ARLEN MANAGEMENT CORPORATION d/b/a Spartan Department
Stores, Spartan Atlantic Department Stores, and/or Atlantic
Department Stores, Individually and as general partner of
Dall Associates, a limited partnership, and Arlen Realty and
Development Corp., d/b/a Spartan Department Stores and
Atlantic Thrift Centers (Atlantic Development Stores) of
Dallas, Defendants-Appellants.
No. 81-1167
Summary Calendar.
United States Court of Appeals,
Fifth Circuit.
Dec. 11, 1981.
Oster & Kaufman, Stanley M. Kaufman, Aaron S. Kaufman, Dallas, Tex., for defendants-appellants.
John D. Crawford, Dallas, Tex., for plaintiffs-appellees.
Appeal from the United States District Court for the Northern District of Texas.
Before AINSWORTH, REAVLEY and RANDALL, Circuit Judges.
PER CURIAM:
Bessie Lee ("Mrs. Brown") and Willie Brown ("Mr. Brown"), Plaintiffs-Appellants, sued Spartan Department Stores and Atlantic Thrift Centers ("Spartan-Atlantic"), and various corporate management entities which owned or managed Spartan-Atlantic, in a personal injury action seeking to recover damages for injuries Mrs. Brown allegedly sustained as a result of a fall at a Spartan-Atlantic store in Dallas, Texas. The suit was based on diversity of citizenship. Following discovery, two trials were held. The first resulted in a mistrial; in the second, a jury awarded Mr. and Mrs. Brown $145,000 in damages for her physical pain, mental anguish, loss of earnings, physical impairment, disfigurement, his loss of comfort and society of his wife and past and future medical care. Spartan-Atlantic appeals, arguing that there was insufficient evidence to support a finding of negligence; that there was insufficient medical testimony that any negligence was a proximate cause of Mrs. Brown's alleged injuries; that the U. S. magistrate and trial court abused their discretion in deeming admitted certain admissions requested by the Browns but not answered by Spartan-Atlantic on the grounds of insufficient information; that counsel for the Browns made comments before the jury that were so prejudicial as to justify a new trial; and that there was no evidence of loss of Mrs. Brown's comfort or society by Mr. Brown to justify submission of that element of damage. Because we find no merit in the contentions of Spartan-Atlantic, we affirm the decision of the trial court.
I. FACTS
Mrs. Brown went shopping at a Spartan-Atlantic store in Dallas, Texas, on September 18, 1975. As she left the store carrying several packages, she slipped and fell on the sidewalk outside the store in an area covered by a metal porch. She looked around and saw a slick spot on the sidewalk. Mr. Brown saw his wife fall and went to her aid. While helping his wife, he also noticed a small, damp, slick spot on the sidewalk where she had fallen.

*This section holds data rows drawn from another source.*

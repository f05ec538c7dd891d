use crate::infra::AppState;
use axum::http::{header, StatusCode};
use axum::response::IntoResponse;
use axum::Extension;
use axum::Json;
use enrollment::registrations::{registration_router, EnrollmentService, EnrollmentStore};
use serde_json::json;
use std::sync::Arc;

pub(crate) fn with_enrollment_routes<S>(service: Arc<EnrollmentService<S>>) -> axum::Router
where
    S: EnrollmentStore + 'static,
{
    registration_router(service)
        .route("/health", axum::routing::get(healthcheck))
        .route("/ready", axum::routing::get(readiness_endpoint))
        .route("/metrics", axum::routing::get(metrics_endpoint))
}

pub(crate) async fn healthcheck() -> Json<serde_json::Value> {
    Json(json!({ "status": "ok" }))
}

pub(crate) async fn readiness_endpoint(Extension(state): Extension<AppState>) -> impl IntoResponse {
    let ready = state.readiness.load(std::sync::atomic::Ordering::Relaxed);
    let status = if ready {
        StatusCode::OK
    } else {
        StatusCode::SERVICE_UNAVAILABLE
    };

    let payload = if ready {
        json!({ "status": "ready" })
    } else {
        json!({ "status": "initializing" })
    };

    (status, Json(payload))
}

pub(crate) async fn metrics_endpoint(Extension(state): Extension<AppState>) -> impl IntoResponse {
    (
        StatusCode::OK,
        [(header::CONTENT_TYPE, "text/plain; version=0.0.4")],
        state.metrics.render(),
    )
}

Though Mrs. Brown suffered bruises or abrasions on her elbow, head, lower back and ankle, she did not go to a doctor immediately but went home where she treated her injuries, especially the one to her ankle, with a variety of home remedies. Mrs. Brown, a diabetic and prone to various medical complications including infections of the extremities, experienced swelling and pain in her left foot between September 18 and September 24, 1975. On September 24, 1975, Mrs. Brown was admitted to a local hospital complaining of continuing pain and swelling from the injuries she claimed she sustained at Spartan Atlantic. Most notably, her left foot was swollen and infected. She was seen by Dr. E. J. Mason, a surgeon, on September 27, 1975. His diagnosis was that Mrs. Brown had gangrene of the left foot and left lower extremity. Progressive worsening of the gangrenous condition necessitated amputation of Mrs. Brown's lower left leg by Dr. Mason on October 1, 1975.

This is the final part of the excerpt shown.